We cannot forget that the information effort is a key element in the cohesive and free society´s building process, like the European. However, far from its duty of creating a context that allows the inclusion of citizens in the decision-making process, the European Union has been engaged in a strategy aimed at reinforcing an institutional paternalism. According to the Eurobarometer data, there is a sizable knowledge gap on European issues policies and institutions. This lack of information constitutes a barrier in citizen inclusion when it comes to decision making process. Building a “Europe for citizens” means overcoming communication deficit barriers: the debate about Europe must hinge on a strengthened dialogue through communication focused on the citizens. Thus, the current situation corresponds to the following equation: information deficit= participation deficit=democratic deficit. Nevertheless, if there is no a receptive audience demanding this information in a parallel way any effort to increment both information volume and quality will prove inefficient.

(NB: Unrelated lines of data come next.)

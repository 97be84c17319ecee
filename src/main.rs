use clap::{Parser, Subcommand};

use cluster_health::ClusterState;
use cluster_health::command::probe::{ProbeArgs, probe};
use cluster_health::command::watch::{WatchArgs, watch};
use cluster_health::telemetry::init_telemetry;

#[derive(Parser, Debug, Clone)]
#[command(version, about)]
struct Args {
    #[command(subcommand)]
    cmd: Cmd,
}

#[derive(Subcommand, Debug, Clone)]
enum Cmd {
    /// Poll the cluster and report every change of its health
    Watch(WatchArgs),
    /// Poll the cluster once and print its health
    Probe(ProbeArgs),
}

#[tokio::main]
async fn main() -> anyhow::Result<()> {
    init_telemetry("cluster-health");

    let args = Args::parse();

    match args.cmd {
        Cmd::Watch(watch_args) => {
            watch(watch_args).await?;
        }
        Cmd::Probe(probe_args) => {
            let state = probe(probe_args).await?;
            if state != ClusterState::Good {
                std::process::exit(2);
            }
        }
    }

    Ok(())
}
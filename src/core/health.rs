use std::fmt::Display;

use serde::Serialize;

use crate::constants::HEALTHY_STATUS;

/// Health of a single node as reported by the server.
#[derive(Debug, Clone, Copy, Serialize, PartialEq, Eq)]
pub enum NodeState {
    Good,
    Bad,
}

impl NodeState {
    /// `healthy` in any case is good, every other status is bad.
    pub fn from_status(status: &str) -> Self {
        if status.eq_ignore_ascii_case(HEALTHY_STATUS) {
            NodeState::Good
        } else {
            NodeState::Bad
        }
    }
}

/// Health of the whole cluster.
#[derive(Debug, Clone, Copy, Serialize, PartialEq, Eq)]
pub enum ClusterState {
    Uninitialised, // nothing polled yet; never re-entered
    Good,
    Degraded,
    NetworkError,
}

impl Display for ClusterState {
    fn fmt(&self, f: &mut std::fmt::Formatter<'_>) -> std::fmt::Result {
        match self {
            ClusterState::Uninitialised => write!(f, "Uninitialised"),
            ClusterState::Good => write!(f, "Good"),
            ClusterState::Degraded => write!(f, "Degraded"),
            ClusterState::NetworkError => write!(f, "NetworkError"),
        }
    }
}

/// Worst-of reduction: any bad node degrades the cluster. An empty node list is good.
pub fn aggregate(states: &[NodeState]) -> ClusterState {
    if states.iter().all(|s| *s == NodeState::Good) {
        ClusterState::Good
    } else {
        ClusterState::Degraded
    }
}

This institutional paternalism has led consequences such as fragmentation of discourse. Because of this, it leaks through an ocean of national identities which suited the Union speech to their political interests by generating an atmosphere of tension while weakens the European project. As a consequence, citizens are no longer getting the Europe´s idea from Europe itself but from different national perspectives.
This process of communicative disaffection has been reinforced by the construction of a new language, a reflection of the bureaucratic system that avoids being intelligible to citizens by imposing a new system of signifiers and meanings: adjustments/cuts, ticket moderator / copayment, weight / increasing taxes, placing the EU into a more proper dialectical exercise of dictatorship than a democratic society. It is a matter of fact that informative language has been little by little substituted by the new world order language, the neo-liberalism´s. Nowadays, European institutions as well as the media are repeating some keywords like a mantra. Those have jumped beyond their conventional semantic field and denotation – the realm of business or industry - into other areas of social activity. Due to this, public language has been taken over by corporate jargon and language itself has become part of brand-image. In other words: other fields have been “colonized” by the economic field, turning the meaning of words upside down (re-semantisation) and creating new concepts which are friendly to the more extreme Capitalism.

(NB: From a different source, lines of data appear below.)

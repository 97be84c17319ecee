use anyhow::Result;
use clap::Parser;
use tracing::{info, warn};

use crate::command::common::ClusterArgs;
use crate::core::health::ClusterState;
use crate::core::monitor::{Monitor, StateChanged};

#[derive(Parser, Debug, Clone)]
pub struct WatchArgs {
    #[command(flatten)]
    pub cluster: ClusterArgs,

    /// Print each state change as a JSON line on stdout
    #[arg(long, default_value_t = false)]
    pub json: bool,
}

pub async fn watch(args: WatchArgs) -> Result<()> {
    let config = args.cluster.to_config();
    let monitor = Monitor::connect(&config)?;

    info!(
        "monitoring pool {} on {}:{}",
        config.pool_name, config.host, config.port
    );

    let mut subscription = monitor.attach();
    monitor.start();

    loop {
        tokio::select! {
            event = subscription.recv() => {
                let Some(event) = event else { break };
                report(&event, args.json)?;
            }
            _ = tokio::signal::ctrl_c() => break,
        }
    }

    subscription.detach();
    monitor.shutdown().await;

    info!("watch stopped");

    Ok(())
}

fn report(event: &StateChanged, json: bool) -> Result<()> {
    if json {
        println!("{}", serde_json::to_string(event)?);
        return Ok(());
    }

    match event.next {
        ClusterState::Good => info!(console = %event.console_url, "{}", event.summary()),
        _ => warn!(console = %event.console_url, "{}", event.summary()),
    }
    Ok(())
}
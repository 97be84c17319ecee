use std::future::Future;

use tracing::{debug, info};
use url::Url;

use crate::core::fetch::Spider;
use crate::core::health::NodeState;
use crate::error::HealthError;
use crate::schemas::{BootstrapDoc, PoolDoc, decode};
use crate::url_utils::resolve_pool_url;

/// Anything that can report the per-node health of a cluster.
pub trait HealthSource: Send + 'static {
    fn get_states(&mut self) -> impl Future<Output = Result<Vec<NodeState>, HealthError>> + Send;
}

/// Reads node health through the REST status API.
///
/// The first call downloads the bootstrap document to discover where the named pool
/// lives. Once found, that pool url is kept for the lifetime of the reader and the
/// bootstrap document is never read again.
pub struct ClusterHealthReader {
    spider: Spider,
    bootstrap_url: Url,
    pool_url: Option<Url>,
    pool_name: String,
}

impl ClusterHealthReader {
    pub fn new(spider: Spider, bootstrap_url: Url, pool_name: impl Into<String>) -> Self {
        Self {
            spider,
            bootstrap_url,
            pool_url: None,
            pool_name: pool_name.into(),
        }
    }

    pub fn bootstrap_url(&self) -> &Url {
        &self.bootstrap_url
    }

    pub fn pool_url(&self) -> Option<&Url> {
        self.pool_url.as_ref()
    }

    pub fn pool_name(&self) -> &str {
        &self.pool_name
    }

    pub async fn get_states(&mut self) -> Result<Vec<NodeState>, HealthError> {
        let pool_url = match &self.pool_url {
            Some(url) => url.clone(),
            None => self.bootstrap().await?,
        };

        let body = self.spider.fetch(&pool_url).await?;
        let doc: PoolDoc = decode("pool document", &body)?;

        let states = doc
            .nodes
            .iter()
            .map(|node| NodeState::from_status(&node.status))
            .collect::<Vec<_>>();
        debug!(pool = %self.pool_name, nodes = states.len(), "read node states");

        Ok(states)
    }

    /// Locate the pool in the bootstrap document and cache its url.
    async fn bootstrap(&mut self) -> Result<Url, HealthError> {
        info!(url = %self.bootstrap_url, pool = %self.pool_name, "bootstrapping");

        let body = self.spider.fetch(&self.bootstrap_url).await?;
        let doc: BootstrapDoc = decode("bootstrap document", &body)?;

        let entry = doc
            .pools
            .iter()
            .find(|p| p.name.eq_ignore_ascii_case(&self.pool_name))
            .ok_or_else(|| HealthError::PoolNotFound(self.pool_name.clone()))?;

        let pool_url = resolve_pool_url(&self.bootstrap_url, &entry.uri).map_err(|e| {
            HealthError::InvalidResponse(format!("bad uri {:?} for pool {}: {}", entry.uri, entry.name, e))
        })?;

        info!(pool = %self.pool_name, url = %pool_url, "discovered pool");
        self.pool_url = Some(pool_url.clone());

        Ok(pool_url)
    }
}

impl HealthSource for ClusterHealthReader {
    async fn get_states(&mut self) -> Result<Vec<NodeState>, HealthError> {
        ClusterHealthReader::get_states(self).await
    }
}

In the case of media, they have been their greater defenders leaving the old journalese aside, clear, concise and informative, and becoming fond of this obscure and cryptic one. Exchanging information by this new language only gives oxygen to extreme-right parties such as “Le Front National” in France or Golden Dawn in Greece to flourish, putting the European project on the abyss.

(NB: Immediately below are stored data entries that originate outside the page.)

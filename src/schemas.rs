use serde::{Deserialize, Serialize, de::DeserializeOwned};
use serde_json::Value;

use crate::error::HealthError;

/// Document served at `/pools`.
#[derive(Serialize, Deserialize, Debug, Clone)]
pub struct BootstrapDoc {
    pub pools: Vec<PoolEntry>,
}

#[derive(Serialize, Deserialize, Debug, Clone)]
pub struct PoolEntry {
    pub name: String,
    pub uri: String,
}

/// Document served at the pool uri advertised by the bootstrap document.
#[derive(Serialize, Deserialize, Debug, Clone)]
pub struct PoolDoc {
    pub nodes: Vec<NodeEntry>,
}

#[derive(Serialize, Deserialize, Debug, Clone)]
pub struct NodeEntry {
    pub status: String,
}

/// Decode a response body that must be a JSON object of shape `T`.
pub fn decode<T: DeserializeOwned>(what: &str, body: &str) -> Result<T, HealthError> {
    let root: Value = serde_json::from_str(body)
        .map_err(|e| HealthError::InvalidResponse(format!("{what}: {e}")))?;
    if !root.is_object() {
        return Err(HealthError::InvalidResponse(format!(
            "{what}: expected a JSON object"
        )));
    }
    serde_json::from_value(root).map_err(|e| HealthError::InvalidResponse(format!("{what}: {e}")))
}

And following with this imposed logic of “market rules”, information is considered as merchandise in a market economy and not as the Human Right that actually it is. The contemporary informative mode gives answer only to consumption and propagandist patterns and it is characterized by the little room for plurality and differences of opinion. One of the consequences is the media control in hands of less than ten big corporations, impoverishing the information´s quality. That it is why citizens are going netizens, fleeing from traditional papers and creating themselves the information through the 2.0 tools. The Spanish 15M movement is a good sample of this new collaborative democracy born in the social networks.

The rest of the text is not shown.